The problem of sorting in nondecreasing order may be stated as follows. Given a list of *n* records with key values  $x_1$ ,  $x_2$ , ...,  $x_n$  rearrange them into a new list with keys  $y_1=x_{k_1},\ y_2=x_{k_2},\ \cdots$  ,  $y_n=x_{k_n}$ , such that  $y_1\leq y_2\leq \cdots \leq y_n$ and, for each pair of consecutive outputs satisfying  $y_i = y_{i+1}$ , we have  $k_i < k_{i+1}$ . In other words, we impose the firstin/first-out (FIFO) order on the set of records that have equal key values. In the literature on sorting, such an algorithm is referred to as a stable sorting algorithm.

Even though theoretical log-depth and somewhat more practical log<sup>2</sup>-depth sorting networks are widely known [13], most hardware implementations of sorting are based on a linear array structure in view of its simplicity and ease of VLSI realization [16]. Pipelined schemes, such as rebound sorting [2], [4], [5], up/down sorting [8], enumeration sorting (via counting) [15], and balanced heap sorting [9], have been proposed on linear arrays. To implement a stable sorting algorithm, however, it is often assumed that an entry number or input order index is included with each record. This index expands the range of key values by a factor of n, thus leading to added cell complexity and poor scalability.

Manuscript received 18 July 1996. For information on obtaining reprints of this article, please send e-mail to:

tpds@computer.org, and reference IEEECS Log Number 100244.

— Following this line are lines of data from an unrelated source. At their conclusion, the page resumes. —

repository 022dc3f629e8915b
mod domain;
mod presolve_error;

pub use domain::Domain;
pub use presolve_error::PresolveError;
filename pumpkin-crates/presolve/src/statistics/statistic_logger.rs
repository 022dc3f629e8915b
use std::fmt::Display;

use super::statistic_logging::log_statistic;

/// Responsible for logging the statistics with the provided prefix, e.g. the name of the presolve
/// step which gathered them.
#[derive(Debug, Default)]
pub struct StatisticLogger {
    name_prefix: String,
}

impl StatisticLogger {
    pub fn new(name_prefix: impl Display) -> Self {
        Self {
            name_prefix: name_prefix.to_string(),
        }
    }

    pub fn attach_to_prefix(&self, addition_to_prefix: impl Display) -> Self {
        Self {
            name_prefix: format!("{}_{}", self.name_prefix, addition_to_prefix),
        }
    }
}

impl std::fmt::Write for StatisticLogger {
    fn write_str(&mut self, s: &str) -> std::fmt::Result {
        log_statistic(&self.name_prefix, s);
        Ok(())
    }
}
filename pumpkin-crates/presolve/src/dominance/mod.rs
//! Presolve reductions which follow from the model being indifferent to some changes of a
//! solution.
//!
//! Two techniques are offered:
//! - [`DualBoundStrengthening`] counts, for every signed variable, the constraints which block it
//!   from decreasing. A signed variable which no constraint blocks can be fixed to its lower bound,
//!   and a variable which a single constraint blocks can often be tightened or rewritten.
//! - [`VarDomination`] finds pairs of signed variables `(x, y)` such that decreasing `x` while
//!   increasing `y` by the same amount keeps any solution feasible and no worse. These relations
//!   are then used by [`exploit_dominance_relations`] to fix, tighten and link variables.
//!
//! [`detect_dominance_relations`] runs both on a [`PresolveContext`].
mod dual_bound_strengthening;
mod exploit;
mod options;
mod partition;
mod scan;
mod var_domination;

pub use dual_bound_strengthening::DualBoundStrengthening;
pub use dual_bound_strengthening::DualBoundStrengtheningStatistics;
pub use exploit::exploit_dominance_relations;
pub use exploit::DominanceStatistics;
pub use options::DominanceOptions;
pub use scan::scan_model_for_dominance_detection;
pub use scan::scan_model_for_dual_bound_strengthening;
pub use var_domination::DominancePhase;
pub use var_domination::VarDomination;

use log::debug;

use crate::basic_types::PresolveError;
use crate::context::PresolveContext;
use crate::statistics::should_log_statistics;
use crate::statistics::Statistic;
use crate::statistics::StatisticLogger;

/// Runs dual bound strengthening followed by the detection and exploitation of dominance
/// relations, as configured by `options`.
pub fn detect_dominance_relations(
    context: &mut PresolveContext,
    options: &DominanceOptions,
) -> Result<(), PresolveError> {
    if options.dual_bound_strengthening {
        let mut dual_bound_strengthening = DualBoundStrengthening::new(context.num_variables());
        scan_model_for_dual_bound_strengthening(context, &mut dual_bound_strengthening);
        dual_bound_strengthening.strengthen(context)?;

        if should_log_statistics() {
            dual_bound_strengthening
                .statistics()
                .log(StatisticLogger::new("dual_bound_strengthening"));
        }
    }

    if !options.exploit_dominance || context.is_unsat() {
        return Ok(());
    }

    let mut var_domination = VarDomination::new(context.num_variables(), *options);
    scan_model_for_dominance_detection(context, &mut var_domination);
    let statistics = exploit_dominance_relations(context, &var_domination, options)?;
    debug!("Exploited {} dominance relations", statistics.num_relations);

    if should_log_statistics() {
        statistics.log(StatisticLogger::new("dominance"));
    }
    Ok(())
}

#[cfg(test)]
mod tests {
    use super::*;
    use crate::basic_types::Domain;
    use crate::model::Model;
    use crate::model::Objective;

    #[test]
    fn disabled_options_leave_the_model_untouched() {
        let mut model = Model::default();
        let x = model.new_variable(Domain::new(0, 10));
        model.set_objective(Objective::minimise([(x.positive(), 1)]));
        let mut context = PresolveContext::new(model);

        let options = DominanceOptions {
            dual_bound_strengthening: false,
            exploit_dominance: false,
            ..Default::default()
        };
        detect_dominance_relations(&mut context, &options).expect("feasible model");

        assert_eq!(context.var_domain(x), &Domain::new(0, 10));
    }

    #[test]
    fn unconstrained_variable_is_fixed_to_its_best_value() {
        let mut model = Model::default();
        let x = model.new_variable(Domain::new(-3, 10));
        model.set_objective(Objective::minimise([(x.positive(), 1)]));
        model.set_solution_hint(vec![4]);
        let mut context = PresolveContext::new(model);

        detect_dominance_relations(&mut context, &DominanceOptions::default())
            .expect("feasible model");

        assert_eq!(context.var_domain(x), &Domain::singleton(-3));
        assert_eq!(context.solution_crush().hint(), Some(&[-3][..]));
    }
}
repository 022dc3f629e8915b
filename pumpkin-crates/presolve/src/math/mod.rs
pub(crate) mod num_ext;
impl<'a> DominanceExploiter<'a> {
    fn new(var_domination: &'a VarDomination) -> Self {
        let mut increase_is_forbidden = KeyedVec::default();
        increase_is_forbidden.assign(var_domination.num_refs(), false);
        DominanceExploiter {
            var_domination,
            increase_is_forbidden,
            statistics: DominanceStatistics {
                num_relations: var_domination.num_dominance_relations(),
                ..Default::default()
            },
        }
    }

    fn is_usable(&self, dominated: VarRef, dominator: VarRef) -> bool {
        !self.increase_is_forbidden[dominator] && !self.increase_is_forbidden[!dominated]
    }

    fn dominates(&self, dominator: VarRef, dominated: VarRef) -> bool {
        self.var_domination
            .dominating_variables(dominated)
            .binary_search(&dominator)
            .is_ok()
            && self.is_usable(dominated, dominator)
    }

    fn usable_dominators(&self, dominated: VarRef) -> Vec<VarRef> {
        self.var_domination
            .dominating_variables(dominated)
            .iter()
            .copied()
            .filter(|&dominator| self.is_usable(dominated, dominator))
            .collect()
    }

    /// Restricts `reference` to at most `upper_bound`, moving the hinted excess to `dominators`.
    fn restrict_upper_bound(
        &mut self,
        context: &mut PresolveContext,
        reference: VarRef,
        upper_bound: i64,
        dominators: &[VarRef],
    ) -> Result<bool, PresolveError> {
        context.crush_dominated_ref(reference, upper_bound, dominators);
        let changed =
            context.intersect_domain_with(reference, &Domain::new(i64::MIN, upper_bound))?;
        if changed {
            trace!("{reference} <= {upper_bound} because of its dominators {dominators:?}");
            self.increase_is_forbidden[reference] = true;
        }
        Ok(changed)
    }

    fn fix_literal_to_false(
        &mut self,
        context: &mut PresolveContext,
        literal: VarRef,
        dominator: VarRef,
    ) -> Result<(), PresolveError> {
        let false_value = if literal.is_negated() { -1 } else { 0 };
        if self.restrict_upper_bound(context, literal, false_value, &[dominator])? {
            self.statistics.num_fixed_in_constraints += 1;
            context.update_rule_stats("dominance: fix literal in constraint");
        }
        Ok(())
    }

    /// Fixes literals using relations between literals of the same implication or at-most-one.
    fn fix_within_constraints(
        &mut self,
        context: &mut PresolveContext,
        options: &DominanceOptions,
    ) -> Result<(), PresolveError> {
        for index in 0..context.num_constraints() {
            let constraint = context
                .constraint(ConstraintId::create_from_index(index))
                .clone();
            if constraint.is_empty() || constraint.has_duplicate_variables() {
                continue;
            }

            match (constraint.enforcement.as_slice(), &constraint.kind) {
                (&[antecedent], ConstraintKind::BoolAnd(literals)) => {
                    for &consequent in literals {
                        self.fix_in_implication(context, antecedent, consequent)?;
                    }
                }
                (&[antecedent], ConstraintKind::BoolOr(literals)) if literals.len() == 1 => {
                    self.fix_in_implication(context, antecedent, literals[0])?;
                }
                (
                    [],
                    ConstraintKind::AtMostOne(literals) | ConstraintKind::ExactlyOne(literals),
                ) if literals.len() <= options.max_literals_for_in_constraint_fixing => {
                    self.fix_in_at_most_one(context, literals)?;
                }
                _ => {}
            }
        }
        Ok(())
    }

    /// `antecedent -> consequent`: when both can be decreased together the antecedent can be
    /// false, and when both can be increased together the consequent can be true.
    fn fix_in_implication(
        &mut self,
        context: &mut PresolveContext,
        antecedent: VarRef,
        consequent: VarRef,
    ) -> Result<(), PresolveError> {
        if !is_unfixed_literal(context, antecedent) || !is_unfixed_literal(context, consequent) {
            return Ok(());
        }

        if self.dominates(!consequent, antecedent) {
            return self.fix_literal_to_false(context, antecedent, !consequent);
        }
        if self.dominates(antecedent, !consequent) {
            return self.fix_literal_to_false(context, !consequent, antecedent);
        }
        Ok(())
    }

    /// At most one literal is true, so a true literal can always be swapped with any of its
    /// dominators which is not false.
    fn fix_in_at_most_one(
        &mut self,
        context: &mut PresolveContext,
        literals: &[VarRef],
    ) -> Result<(), PresolveError> {
        for &literal in literals {
            if !is_unfixed_literal(context, literal) {
                continue;
            }
            let dominator = self
                .var_domination
                .dominating_variables(literal)
                .iter()
                .copied()
                .find(|&dominator| {
                    literals.contains(&dominator)
                        && !context.literal_is_false(dominator)
                        && self.is_usable(literal, dominator)
                });
            if let Some(dominator) = dominator {
                self.fix_literal_to_false(context, literal, dominator)?;
            }
        }
        Ok(())
    }

    fn tighten_linear_constraints(
        &mut self,
        context: &mut PresolveContext,
    ) -> Result<(), PresolveError> {
        for index in 0..context.num_constraints() {
            let constraint_id = ConstraintId::create_from_index(index);
            let constraint = context.constraint(constraint_id);
            if !constraint.enforcement.is_empty() || constraint.has_duplicate_variables() {
                continue;
            }
            let ConstraintKind::Linear(linear) = &constraint.kind else {
                continue;
            };
            let &[(lower, upper)] = linear.rhs.intervals() else {
                continue;
            };

            let entities = weighted_entities(&linear.expression);
            self.tighten_linear_constraint(context, constraint_id, &entities, lower, upper)?;
        }
        Ok(())
    }

    fn tighten_linear_constraint(
        &mut self,
        context: &mut PresolveContext,
        constraint: ConstraintId,
        entities: &[(VarRef, i128)],
        lower: i64,
        upper: i64,
    ) -> Result<(), PresolveError> {
        let Some((min_activity, max_activity)) = activity_bounds(context, entities) else {
            return Ok(());
        };
        if min_activity > upper as i128 || max_activity < lower as i128 {
            return Err(context.notify_infeasible(PresolveError::InfeasibleConstraint { constraint }));
        }

        let mut max_activity = max_activity;
        if upper != i64::MAX {
            let reduction = self.tighten_side(context, entities, upper as i128, min_activity)?;
            max_activity -= reduction;
        }

        if lower != i64::MIN {
            let negated = entities
                .iter()
                .map(|&(entity, weight)| (!entity, weight))
                .collect::<Vec<_>>();
            let _ = self.tighten_side(context, &negated, -(lower as i128), -max_activity)?;
        }
        Ok(())
    }

    /// `Σ weight * entity <= bound`: when all dominators of an entity within the constraint are
    /// at their upper bound, the entity has to respect the remaining slack; otherwise the entity
    /// can be moved to its dominators. Returns by how much the maximum activity decreased.
    fn tighten_side(
        &mut self,
        context: &mut PresolveContext,
        entities: &[(VarRef, i128)],
        bound: i128,
        min_activity: i128,
    ) -> Result<i128, PresolveError> {
        let weights = entities.iter().copied().collect::<HashMap<_, _>>();
        let mut reduction = 0_i128;

        for &(entity, weight) in entities {
            if context.is_fixed(entity) {
                continue;
            }
            let dominators = self
                .usable_dominators(entity)
                .into_iter()
                .filter(|dominator| weights.contains_key(dominator))
                .collect::<Vec<_>>();
            if dominators.is_empty() {
                continue;
            }

            let Some(activity) = dominators.iter().try_fold(min_activity, |activity, dominator| {
                let range = context.max_of(*dominator) as i128 - context.min_of(*dominator) as i128;
                activity.checked_add(weights[dominator].checked_mul(range)?)
            }) else {
                continue;
            };

            let lower_bound = context.min_of(entity) as i128;
            let upper_bound = context.max_of(entity);
            let limit = if bound < activity {
                lower_bound
            } else {
                lower_bound + (bound - activity) / weight
            };
            if limit >= upper_bound as i128 {
                continue;
            }

            // lower_bound <= limit < upper_bound
            let Some(new_upper_bound) = context.domain_of(entity).value_at_or_below(limit as i64)
            else {
                continue;
            };
            if self.restrict_upper_bound(context, entity, new_upper_bound, &dominators)? {
                self.statistics.num_tightened_in_linear += 1;
                context.update_rule_stats("dominance: tighten in linear");
                reduction = reduction.saturating_add(
                    weight.saturating_mul(upper_bound as i128 - new_upper_bound as i128),
                );
            }
        }

        Ok(reduction)
    }

    /// Adds `a -> b` for every relation `b ∈ Dom(a)` between unfixed literals.
    fn add_implications(&mut self, context: &mut PresolveContext) -> Result<(), PresolveError> {
        let mut implications: HashSet<(VarRef, VarRef)> = HashSet::default();
        for index in 0..context.num_constraints() {
            let constraint = context.constraint(ConstraintId::create_from_index(index));
            for (antecedent, consequent) in implications_of(constraint) {
                let _ = implications.insert((antecedent, consequent));
                let _ = implications.insert((!consequent, !antecedent));
            }
        }

        for index in 0..context.num_variables() {
            let variable = VariableId::create_from_index(index);
            if !is_unfixed_literal(context, variable.positive()) {
                continue;
            }

            for antecedent in [variable.positive(), variable.negative()] {
                let var_domination = self.var_domination;
                for &consequent in var_domination.dominating_variables(antecedent) {
                    if consequent.variable() == variable
                        || !is_unfixed_literal(context, consequent)
                        || !self.is_usable(antecedent, consequent)
                        || !implications.insert((antecedent, consequent))
                    {
                        continue;
                    }
                    let _ = implications.insert((!consequent, !antecedent));

                    trace!("{consequent} dominates {antecedent}, adding {antecedent} -> {consequent}");
                    context
                        .solution_crush_mut()
                        .update_literals_with_implication(antecedent, consequent);
                    let _ = context.add_implication(antecedent, consequent);
                    self.increase_is_forbidden[antecedent] = true;
                    self.increase_is_forbidden[!consequent] = true;
                    self.statistics.num_added_implications += 1;
                    context.update_rule_stats("dominance: add implication");
                }
            }
        }
        Ok(())
    }

    /// Decreases signed variables whose every lock is a linear constraint which stays satisfied
    /// once the dominators are at their upper bound.
    fn shrink_explained_locks(&mut self, context: &mut PresolveContext) -> Result<(), PresolveError> {
        let mut locks = DualBoundStrengthening::new(context.num_variables());
        scan_model_for_dual_bound_strengthening(context, &mut locks);

        for index in 0..self.var_domination.num_refs() {
            let entity = VarRef::create_from_index(index);
            if context.is_fixed(entity) || context.variable_was_removed(entity.variable()) {
                continue;
            }
            let num_locks = locks.num_locks(entity);
            if num_locks == 0 {
                continue;
            }
            let dominators = self.usable_dominators(entity);
            if dominators.is_empty() {
                continue;
            }

            let Some(limit) = explained_decrease_limit(context, entity, &dominators, num_locks)
            else {
                continue;
            };
            let upper_bound = context.max_of(entity);
            let target = limit.max(context.min_of(entity) as i128);
            if target >= upper_bound as i128 {
                continue;
            }
            let Some(new_upper_bound) = context.domain_of(entity).value_at_or_above(target as i64)
            else {
                continue;
            };
            if new_upper_bound >= upper_bound {
                continue;
            }

            if self.restrict_upper_bound(context, entity, new_upper_bound, &dominators)? {
                self.statistics.num_shrunk_by_locks += 1;
                context.update_rule_stats("dominance: shrink explained locks");
            }
        }
        Ok(())
    }
}
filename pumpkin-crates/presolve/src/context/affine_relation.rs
//! Union-find over affine equalities `x = coeff * representative + offset`.

use crate::containers::KeyedVec;
use crate::containers::StorageKey;
use crate::math::num_ext::narrow;
use crate::model::VariableId;
use crate::pumpkin_assert_moderate;
use crate::pumpkin_assert_simple;

/// The relation `variable = coeff * representative + offset`.
#[derive(Clone, Copy, Debug, PartialEq, Eq, Hash)]
pub struct Relation {
    pub representative: VariableId,
    pub coeff: i64,
    pub offset: i64,
}

impl Relation {
    /// The value of the related variable given the value of the representative, computed without
    /// overflow.
    pub fn apply(&self, representative_value: i64) -> i128 {
        self.coeff as i128 * representative_value as i128 + self.offset as i128
    }
}

/// Stores the affine relations found during presolve.
///
/// Every class keeps the list of its members and every member is linked directly to the
/// representative of its class; merging two classes rewrites the links of the smaller class.
/// Paths therefore never grow beyond one link and [`AffineRelation::get`] does not need mutable
/// access. A merge is only performed when every composed coefficient and offset is integral and
/// fits in an `i64`.
#[derive(Clone, Debug, Default)]
pub struct AffineRelation {
    representative: KeyedVec<VariableId, VariableId>,
    coeff: KeyedVec<VariableId, i64>,
    offset: KeyedVec<VariableId, i64>,
    /// The members of every class, only valid for representatives.
    members: KeyedVec<VariableId, Vec<VariableId>>,
    num_relations: usize,
}

impl AffineRelation {
    fn grow_to(&mut self, variable: VariableId) {
        while self.representative.len() <= variable.index() {
            let new_variable = VariableId::create_from_index(self.representative.len());
            let _ = self.representative.push(new_variable);
            let _ = self.coeff.push(1);
            let _ = self.offset.push(0);
            let _ = self.members.push(vec![new_variable]);
        }
    }

    /// Returns the relation between `variable` and the representative of its class.
    pub fn get(&self, variable: VariableId) -> Relation {
        if variable.index() >= self.representative.len() {
            return Relation {
                representative: variable,
                coeff: 1,
                offset: 0,
            };
        }

        Relation {
            representative: self.representative[variable],
            coeff: self.coeff[variable],
            offset: self.offset[variable],
        }
    }

    /// The number of variables in the class of `variable`.
    pub fn class_size(&self, variable: VariableId) -> usize {
        if variable.index() >= self.representative.len() {
            return 1;
        }
        self.members[self.representative[variable]].len()
    }

    /// The members of the class of which `representative` is the representative.
    pub fn class_of(&self, representative: VariableId) -> &[VariableId] {
        if representative.index() >= self.members.len() {
            return &[];
        }
        &self.members[representative]
    }

    /// The number of successful merges.
    pub fn num_relations(&self) -> usize {
        self.num_relations
    }

    /// Records `x = coeff * y + offset`.
    ///
    /// Returns false, without changing anything, when `x` and `y` are already in the same class,
    /// when the relation between the two representatives is not integral in either direction, or
    /// when a composed coefficient or offset would not fit in an `i64`.
    pub fn try_add(&mut self, x: VariableId, y: VariableId, coeff: i64, offset: i64) -> bool {
        pumpkin_assert_simple!(coeff != 0, "an affine relation needs a non-zero coefficient");
        pumpkin_assert_simple!(x != y, "an affine relation needs two distinct variables");

        self.grow_to(x.max(y));

        let relation_x = self.get(x);
        let relation_y = self.get(y);
        if relation_x.representative == relation_y.representative {
            return false;
        }

        // coeff_x * rep_x + offset_x = coeff * (coeff_y * rep_y + offset_y) + offset
        let a = relation_x.coeff as i128;
        let b = coeff as i128 * relation_y.coeff as i128;
        let c = coeff as i128 * relation_y.offset as i128 + offset as i128
            - relation_x.offset as i128;

        // rep_x = (b / a) * rep_y + c / a
        let x_under_y = (b % a == 0 && c % a == 0).then(|| (b / a, c / a));
        // rep_y = (a / b) * rep_x - c / b
        let y_under_x = (a % b == 0 && c % b == 0).then(|| (a / b, -c / b));

        let rep_x = relation_x.representative;
        let rep_y = relation_y.representative;
        let mut attempts = [(rep_x, rep_y, x_under_y), (rep_y, rep_x, y_under_x)];
        if self.members[rep_x].len() > self.members[rep_y].len() {
            attempts.swap(0, 1);
        }

        for (child, parent, relation) in attempts {
            let Some((coeff, offset)) = relation else {
                continue;
            };
            if self.attach(child, parent, coeff, offset) {
                self.num_relations += 1;
                return true;
            }
        }

        false
    }

    /// Links every member of the class of `child` to `parent` given
    /// `child = coeff * parent + offset`, unless a composed value does not fit in an `i64`.
    fn attach(&mut self, child: VariableId, parent: VariableId, coeff: i128, offset: i128) -> bool {
        pumpkin_assert_moderate!(self.representative[child] == child);
        pumpkin_assert_moderate!(self.representative[parent] == parent);

        let composed = self.members[child]
            .iter()
            .map(|&member| {
                // member = c_m * child + o_m = c_m * coeff * parent + c_m * offset + o_m
                let c_m = self.coeff[member] as i128;
                let o_m = self.offset[member] as i128;
                let new_coeff = c_m.checked_mul(coeff).and_then(narrow)?;
                let new_offset = c_m
                    .checked_mul(offset)
                    .and_then(|value| value.checked_add(o_m))
                    .and_then(narrow)?;
                Some((member, new_coeff, new_offset))
            })
            .collect::<Option<Vec<_>>>();

        let Some(composed) = composed else {
            return false;
        };

        for (member, new_coeff, new_offset) in composed {
            self.representative[member] = parent;
            self.coeff[member] = new_coeff;
            self.offset[member] = new_offset;
        }

        let moved = std::mem::take(&mut self.members[child]);
        self.members[parent].extend(moved);
        true
    }
}

#[cfg(test)]
mod tests {
    use super::*;

    fn var(id: u32) -> VariableId {
        VariableId::new(id)
    }

    #[test]
    fn composing_through_a_representative() {
        let mut relations = AffineRelation::default();

        assert!(relations.try_add(var(0), var(1), 2, 1));
        assert!(relations.try_add(var(1), var(2), 3, -1));

        // x0 = 2 * (3 * x2 - 1) + 1 = 6 * x2 - 1
        let relation = relations.get(var(0));
        assert_eq!(relation.representative, var(2));
        assert_eq!((relation.coeff, relation.offset), (6, -1));
        assert_eq!(relations.class_size(var(0)), 3);
        assert_eq!(relations.num_relations(), 2);
    }

    #[test]
    fn smaller_class_is_attached_when_possible() {
        let mut relations = AffineRelation::default();
        assert!(relations.try_add(var(0), var(1), 1, 0));
        assert!(relations.try_add(var(2), var(1), 1, 5));

        // Both directions are integral, so the singleton class of x3 is attached.
        assert!(relations.try_add(var(3), var(0), -1, 0));
        assert_eq!(relations.get(var(3)).representative, var(1));
        assert_eq!(relations.get(var(3)).coeff, -1);
    }

    #[test]
    fn non_integral_relation_is_rejected() {
        let mut relations = AffineRelation::default();
        assert!(relations.try_add(var(0), var(1), 3, 0));
        assert!(relations.try_add(var(2), var(3), 5, 0));

        // 3 * x1 = 10 * x3 has no integral form in either direction.
        assert!(!relations.try_add(var(0), var(2), 2, 0));
        assert_eq!(relations.get(var(0)).representative, var(1));
        assert_eq!(relations.get(var(2)).representative, var(3));
    }

    #[test]
    fn overflowing_composition_is_rejected_without_changes() {
        let mut relations = AffineRelation::default();
        let huge = 1_i64 << 40;
        assert!(relations.try_add(var(0), var(1), huge, 0));
        assert!(relations.try_add(var(2), var(1), 1, 0));

        // x1 = huge * x3 would give x0 = huge^2 * x3, and x3 = x1 / huge is not integral.
        assert!(!relations.try_add(var(1), var(3), huge, 0));

        let relation = relations.get(var(0));
        assert_eq!(relation.representative, var(1));
        assert_eq!(relation.coeff, huge);
        assert_eq!(relations.class_size(var(3)), 1);
    }

    #[test]
    fn same_class_is_not_merged_again() {
        let mut relations = AffineRelation::default();
        assert!(relations.try_add(var(0), var(1), 1, 0));
        assert!(!relations.try_add(var(1), var(0), 1, 0));
    }

    #[test]
    fn relations_hold_for_consistent_assignments() {
        let mut relations = AffineRelation::default();
        assert!(relations.try_add(var(0), var(1), -2, 3));
        assert!(relations.try_add(var(2), var(0), 3, 1));
        assert!(relations.try_add(var(3), var(2), 1, -4));

        for representative_value in -5..5 {
            let value_of = |v: VariableId| relations.get(v).apply(representative_value);
            let x0 = value_of(var(0));
            let x1 = value_of(var(1));
            let x2 = value_of(var(2));
            let x3 = value_of(var(3));

            assert_eq!(x0, -2 * x1 + 3);
            assert_eq!(x2, 3 * x0 + 1);
            assert_eq!(x3, x2 - 4);
        }
    }
}
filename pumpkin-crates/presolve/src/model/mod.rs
//! The constraint model on which the presolve operates.
mod constraint;
mod linear;
#[allow(clippy::module_inception, reason = "the model module holds the model")]
mod model;
mod objective;
mod variable;

pub use constraint::*;
pub use linear::*;
pub use model::Model;
pub use objective::Objective;
pub use variable::*;
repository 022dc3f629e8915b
use super::LinearExpression;
use super::VarRef;
use crate::basic_types::Domain;

/// Minimise `Σ coefficient * variable + offset`.
///
/// The optional domain restricts the value of the weighted sum (without the offset), e.g. after
/// an upper bound on the objective value was learned.
#[derive(Clone, Debug, PartialEq, Eq)]
pub struct Objective {
    pub expression: LinearExpression,
    pub offset: i64,
    pub domain: Option<Domain>,
}

impl Objective {
    pub fn minimise(terms: impl IntoIterator<Item = (VarRef, i64)>) -> Objective {
        Objective {
            expression: LinearExpression::new(terms),
            offset: 0,
            domain: None,
        }
    }

    pub fn with_offset(mut self, offset: i64) -> Objective {
        self.offset = offset;
        self
    }

    pub fn with_domain(mut self, domain: Domain) -> Objective {
        self.domain = Some(domain);
        self
    }

    /// The domain of the weighted sum; unrestricted when no domain is set.
    pub fn domain_or_all(&self) -> Domain {
        self.domain.clone().unwrap_or_else(Domain::all)
    }

    pub fn evaluate(&self, values: &[i64]) -> i128 {
        self.expression.evaluate(values) + self.offset as i128
    }

    /// Whether the weighted sum lies in the objective domain.
    pub fn is_satisfied(&self, values: &[i64]) -> bool {
        match &self.domain {
            None => true,
            Some(domain) => i64::try_from(self.expression.evaluate(values))
                .is_ok_and(|value| domain.contains(value)),
        }
    }
}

The tagged up/down sorter [12] uses a single-bit tag to mark a displaced record; when set, this tag bit indicates that the record is to be returned to its proper FIFO order. However, because the up/down sorter performs sorting during both insertion and extraction, it does not provide ready access to the record with the largest key value in the list. Thus, when used as a priority queue, the tagged up/down sorter lacks the overwriting capability viz. the ability to discard the lowest-priority event to make room for a higher-priority one [14].

To allow overwriting, the sorter has to perform sorting only during insertion. Moreover, if interleaving of insertion and extraction is to be possible, input and output must be through one end of the linear array, leading to bidirectional data flow. To ensure an appropriate data flow commensurate with insert and extract operations, each cell needs a certain amount of control or decision-making capability.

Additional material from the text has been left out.